Success rate of the observed 3D registration approaches on Radiological data.
x-axis: initial displacement dInit between moving and fixed images, discretised into 10 equally sized bins (marked by vertical dotted lines). y-axis: success rate λ within each bin (averaged over 3 folds). In the legend, cyc, drit, p2p, star and comir denote CycleGAN, DRIT++, pix2pix, StarGANv2, and CoMIR methods respectively. Suffix _A (resp. _B) denotes that generated Modality A (resp. B) is used for the (monomodal) registration. B2A denotes registration of the original multimodal images, without using any modality translation. MI, MIND and NGF represent using MI maximisation, MIND and maximisation of the similarity of NGF for registration, respectively.
Table 2.
Overall registration success rate (in percent) for the evaluated methods on four datasets.
Larger is better. The success rate λ is aggregated over all transformation levels for each dataset. Standard deviations are taken over the 3 folds for Zurich, Cytological and Radiological data. cyc, drit, p2p, star, comir, MIND(α-AMD),MIND(MSD), NGF, MI and CA denote the methods CycleGAN, DRIT++, pix2pix, StarGANv2, CoMIR, MIND+α-AMD-based registr., MIND+MSD-based registr., NGF, MI maximisation and CurveAlign, respectively. _A (resp. _B) denotes using generated Modality A (resp. B) for registration. B2A refers to the multimodal registration performance on the acquired images without modality translation. MI, MIND and NGF provide reference performance of good conventional multimodal registration methods. For each dataset, the best I2I-based approach, as well as the overall best performing (multimodal) approach, are bolded.
Fig 10.
Relation between average FID reached by a modality translation method and the success rate λ of the subsequent registration.

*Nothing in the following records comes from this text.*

impl ClientSideUplinkSession {
    /// Connect over TCP.
    pub async fn connect_tcp(
        addr: &str,
        params: ClientSessionParameters,
        events: Arc<dyn ClientSessionEventHandler>,
        offers: Option<Arc<dyn ChannelOfferHandler>>,
    ) -> UplinkResult<Arc<Self>> {
        let stream = TcpStream::connect(addr).await?;
        stream.set_nodelay(true)?;
        Self::connect(stream, params, events, offers).await
    }

    /// Run the handshake on `stream`. A refusal by the relay is returned as
    /// [`UplinkError::Refused`] and reported to `events`.
    pub async fn connect<S>(
        stream: S,
        params: ClientSessionParameters,
        events: Arc<dyn ClientSessionEventHandler>,
        offers: Option<Arc<dyn ChannelOfferHandler>>,
    ) -> UplinkResult<Arc<Self>>
    where
        S: AsyncRead + AsyncWrite + Send + 'static,
    {
        let local_session_id = format!("c{}", SESSION_COUNTER.fetch_add(1, Ordering::SeqCst) + 1);
        let (mut reader, mut writer) = tokio::io::split(stream);

        write_handshake_header(&mut writer).await?;
        write_block(
            &mut writer,
            DEFAULT_CHANNEL_ID,
            &encode_handshake_data(&params.handshake_data())?,
        )
        .await?;

        let response = match expect_handshake_response(&mut reader, params.handshake_timeout).await {
            Ok(response) => response,
            Err(e) => {
                if let UplinkError::Refused { error_type, message } = &e {
                    events.on_fatal_session_error(*error_type, message);
                }
                return Err(e);
            }
        };
        let namespace_id = response
            .get(handshake_keys::ASSIGNED_NAMESPACE_ID)
            .filter(|ns| !ns.is_empty())
            .cloned()
            .ok_or_else(|| UplinkError::protocol("Handshake response did not include a namespace id"))?;

        let (outbox, _writer) = Outbox::spawn(writer, OUTBOX_CAPACITY, local_session_id.clone());
        let (state, _) = watch::channel(UplinkSessionState::Active);
        let session = Arc::new(Self {
            local_session_id,
            namespace_id,
            state,
            outbox,
            channels: Arc::new(DashMap::new()),
            pending_channel_requests: DashMap::new(),
            request_counter: AtomicU64::new(0),
            channel_request_timeout: params.channel_request_timeout,
            events,
            offers,
        });
        info!(
            session = %session.local_session_id,
            namespace = %session.namespace_id,
            "Uplink: session active"
        );
        session.events.on_session_active(&session.namespace_id);

        let receiver = Arc::clone(&session);
        tokio::spawn(async move { receiver.receive_loop(reader).await });
        Ok(session)
    }

    pub fn local_session_id(&self) -> &str {
        &self.local_session_id
    }

    pub fn namespace_id(&self) -> &str {
        &self.namespace_id
    }

    /// Destination id for a local suffix, inside this session's namespace.
    pub fn destination_id(&self, suffix: &str) -> String {
        format!("{}{suffix}", self.namespace_id)
    }

    pub fn state(&self) -> UplinkSessionState {
        *self.state.borrow()
    }

    /// Wait until the session reaches a terminal state.
    pub async fn wait_terminated(&self, timeout: Duration) -> Option<UplinkSessionState> {
        let mut rx = self.state.subscribe();
        let reached = tokio::time::timeout(timeout, rx.wait_for(|s| s.is_terminal()))
            .await
            .ok()?
            .ok()
            .map(|s| *s);
        reached
    }

    /// Announce the tools of one destination, filtered by `auth`. Returns
    /// the update that was sent.
    pub async fn publish_tool_descriptors(
        &self,
        destination_suffix: &str,
        display_name: &str,
        publications: &[ToolPublication],
        auth: &dyn AuthorizationProvider,
    ) -> UplinkResult<ToolDescriptorListUpdate> {
        let update = ToolDescriptorListUpdate {
            destination_id: self.destination_id(destination_suffix),
            display_name: display_name.to_string(),
            tool_descriptors: publishable_descriptors(auth, publications),
        };
        self.publish_tool_descriptor_list_update(&update).await?;
        Ok(update)
    }

    pub async fn publish_tool_descriptor_list_update(&self, update: &ToolDescriptorListUpdate) -> UplinkResult<()> {
        let block = encode_tool_descriptor_list_update(update)?;
        self.send_default_channel_message(block).await
    }

    pub async fn send_default_channel_message(&self, block: MessageBlock) -> UplinkResult<()> {
        if self.outbox.enqueue(DEFAULT_CHANNEL_ID, block).await {
            Ok(())
        } else {
            Err(UplinkError::SessionClosed)
        }
    }

    /// Send on an open channel by id, for callers not holding its [`UplinkChannel`].
    pub async fn send_on_channel(&self, channel_id: i64, block: MessageBlock) -> UplinkResult<()> {
        if channel_id == DEFAULT_CHANNEL_ID {
            return self.send_default_channel_message(block).await;
        }
        if !self.channels.contains_key(&channel_id) {
            return Err(UplinkError::protocol(format!("Channel {channel_id} is not open")));
        }
        if self.outbox.enqueue(channel_id, block).await {
            Ok(())
        } else {
            Err(UplinkError::SessionClosed)
        }
    }

    /// Open a channel of `channel_type` to the client owning `destination_id`.
    pub async fn request_channel(&self, destination_id: &str, channel_type: &str) -> UplinkResult<UplinkChannel> {
        if self.state() != UplinkSessionState::Active {
            return Err(UplinkError::SessionClosed);
        }
        let request_id = (self.request_counter.fetch_add(1, Ordering::SeqCst) + 1).to_string();
        let (tx, rx) = oneshot::channel();
        self.pending_channel_requests.insert(request_id.clone(), tx);

        let request = ChannelCreationRequest {
            channel_type: channel_type.to_string(),
            destination_id: destination_id.to_string(),
            channel_id: UNDEFINED_CHANNEL_ID,
            request_id: request_id.clone(),
        };
        if let Err(e) = self
            .send_default_channel_message(encode_channel_creation_request(&request)?)
            .await
        {
            self.pending_channel_requests.remove(&request_id);
            return Err(e);
        }

        let (response, channel) = match tokio::time::timeout(self.channel_request_timeout, rx).await {
            Ok(Ok(outcome)) => outcome,
            Ok(Err(_)) => return Err(UplinkError::SessionClosed),
            Err(_) => {
                self.pending_channel_requests.remove(&request_id);
                warn!(
                    session = %self.local_session_id,
                    destination = destination_id,
                    "Uplink: no response to channel request within the timeout"
                );
                return Err(UplinkError::Timeout(format!("channel request to {destination_id}")));
            }
        };
        match channel {
            Some(channel) if response.success => {
                debug!(session = %self.local_session_id, channel = channel.channel_id, "Uplink: channel opened");
                Ok(channel)
            }
            _ => {
                warn!(
                    session = %self.local_session_id,
                    destination = destination_id,
                    channel_type,
                    "Uplink: channel request declined"
                );
                Err(UplinkError::ChannelRequestFailed(destination_id.to_string()))
            }
        }
    }

    pub fn open_channel_count(&self) -> usize {
        self.channels.len()
    }

    /// Send a regular goodbye. The session ends once the relay answers.
    pub async fn close(&self) {
        if self.state() == UplinkSessionState::Active {
            self.set_state(UplinkSessionState::PartiallyClosedByLocal);
        }
        self.outbox.close(None).await;
    }

    fn set_state(&self, new: UplinkSessionState) {
        self.state.send_if_modified(|current| {
            if *current == new {
                return false;
            }
            debug!(session = %self.local_session_id, old = %current, new = %new, "Uplink: session state changed");
            *current = new;
            true
        });
    }

    fn register_channel(&self, channel_id: i64) -> UplinkChannel {
        let (tx, rx) = mpsc::channel(CHANNEL_QUEUE_CAPACITY);
        self.channels.insert(channel_id, tx);
        UplinkChannel {
            channel_id,
            incoming: rx,
            outbox: self.outbox.clone(),
            channels: Arc::clone(&self.channels),
        }
    }

    async fn receive_loop<S>(self: Arc<Self>, mut reader: ReadHalf<S>)
    where
        S: AsyncRead + AsyncWrite + Send + 'static,
    {
        let final_state = loop {
            let (channel_id, block) = match read_block(&mut reader).await {
                Ok(next) => next,
                Err(UplinkError::ConnectionClosed) => {
                    if self.state() == UplinkSessionState::PartiallyClosedByLocal {
                        break UplinkSessionState::CleanShutdown;
                    }
                    warn!(session = %self.local_session_id, "Uplink: relay closed the connection without goodbye");
                    break UplinkSessionState::Terminated;
                }
                Err(e) => {
                    error!(session = %self.local_session_id, error = %e, "Uplink: error reading from the relay");
                    self.events
                        .on_fatal_session_error(UplinkErrorType::InternalServerError, &e.to_string());
                    let message = UplinkErrorType::InternalServerError.wrap(&e.to_string());
                    self.outbox.close(Some(&message)).await;
                    break UplinkSessionState::Terminated;
                }
            };

            if block.message_type == MessageType::Goodbye {
                match goodbye_error_message(&block) {
                    None => {
                        if self.state() != UplinkSessionState::PartiallyClosedByLocal {
                            self.set_state(UplinkSessionState::PartiallyClosedByRemote);
                        }
                        self.outbox.close(None).await;
                        break UplinkSessionState::CleanShutdown;
                    }
                    Some(wrapped) => {
                        let (error_type, message) = UplinkErrorType::unwrap_message(&wrapped);
                        self.events.on_fatal_session_error(
                            error_type,
                            &format!("Connection closed by the remote side: {message}"),
                        );
                        self.outbox.close(None).await;
                        break UplinkSessionState::Terminated;
                    }
                }
            }

            let message_type = block.message_type;
            if let Err(e) = self.dispatch(channel_id, block).await {
                error!(
                    session = %self.local_session_id,
                    message_type = %message_type,
                    error = %e,
                    "Uplink: error processing an incoming message"
                );
            }
        };

        self.set_state(final_state);
        self.pending_channel_requests.clear();
        self.channels.clear();
        info!(session = %self.local_session_id, state = %final_state, "Uplink: session ended");
        self.events.on_session_terminated(final_state);
    }

    async fn dispatch(&self, channel_id: i64, block: MessageBlock) -> UplinkResult<()> {
        if channel_id != DEFAULT_CHANNEL_ID {
            if block.message_type == MessageType::ChannelClose {
                self.channels.remove(&channel_id);
                debug!(session = %self.local_session_id, channel = channel_id, "Uplink: channel closed by peer");
                return Ok(());
            }
            let sender = self.channels.get(&channel_id).map(|e| e.value().clone());
            match sender {
                Some(tx) => {
                    if tx.send(block).await.is_err() {
                        self.channels.remove(&channel_id);
                    }
                }
                None => error!(
                    session = %self.local_session_id,
                    channel = channel_id,
                    message_type = %block.message_type,
                    "Uplink: message for a channel without endpoint"
                ),
            }
            return Ok(());
        }

        match block.message_type {
            MessageType::Heartbeat => {
                let response = MessageBlock {
                    message_type: MessageType::HeartbeatResponse,
                    data: block.data,
                };
                self.outbox.try_enqueue(DEFAULT_CHANNEL_ID, response);
            }
            MessageType::ToolDescriptorListUpdate => {
                let update = decode_tool_descriptor_list_update(&block)?;
                self.events.on_tool_descriptor_list_update(update);
            }
            MessageType::ChannelInit => {
                let offer = decode_channel_creation_request(&block)?;
                self.handle_channel_offer(offer).await?;
            }
            MessageType::ChannelInitResponse => {
                let response = decode_channel_creation_response(&block)?;
                match self.pending_channel_requests.remove(&response.request_id) {
                    Some((_, tx)) => {
                        let channel = response
                            .success
                            .then(|| self.register_channel(response.channel_id));
                        if let Err((_, Some(orphan))) = tx.send((response, channel)) {
                            orphan.close().await;
                        }
                    }
                    None => warn!(
                        session = %self.local_session_id,
                        request = %response.request_id,
                        "Uplink: channel response without a pending request"
                    ),
                }
            }
            _ => self.events.on_default_channel_message(block),
        }
        Ok(())
    }

    async fn handle_channel_offer(&self, offer: ChannelCreationRequest) -> UplinkResult<()> {
        let handler = self
            .offers
            .as_ref()
            .filter(|h| h.accepts(&offer.channel_type))
            .cloned();
        let accepted = handler.is_some();
        let channel = handler.as_ref().map(|_| self.register_channel(offer.channel_id));

        let response = ChannelCreationResponse {
            channel_id: offer.channel_id,
            request_id: offer.request_id.clone(),
            success: accepted,
        };
        if accepted {
            debug!(
                session = %self.local_session_id,
                channel = offer.channel_id,
                channel_type = %offer.channel_type,
                "Uplink: accepting offered channel"
            );
        } else {
            warn!(
                session = %self.local_session_id,
                channel_type = %offer.channel_type,
                "Uplink: declining channel of unsupported type"
            );
        }
        self.send_default_channel_message(encode_channel_creation_response(&response)?)
            .await?;
        if let (Some(handler), Some(channel)) = (handler, channel) {
            handler.on_channel_opened(offer, channel);
        }
        Ok(())
    }
}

(A) On Zurich data, (B) on Cytological data, (C) on Histological data, (D) on Radiological data. In the legend, cyc, drit, p2p, star and comir denote the methods CycleGAN, DRIT++, pix2pix, StarGANv2 and CoMIR, respectively. Suffix _A (resp. _B) denotes that generated Modality A (resp. B) is used in (monomodal) registration. The marker style indicates whether α-AMD (aAMD) or SIFT (SIFT) is used for the registration. The error-bars correspond to standard deviation computed over 3 folds for Zurich, Cytological and Radiological data.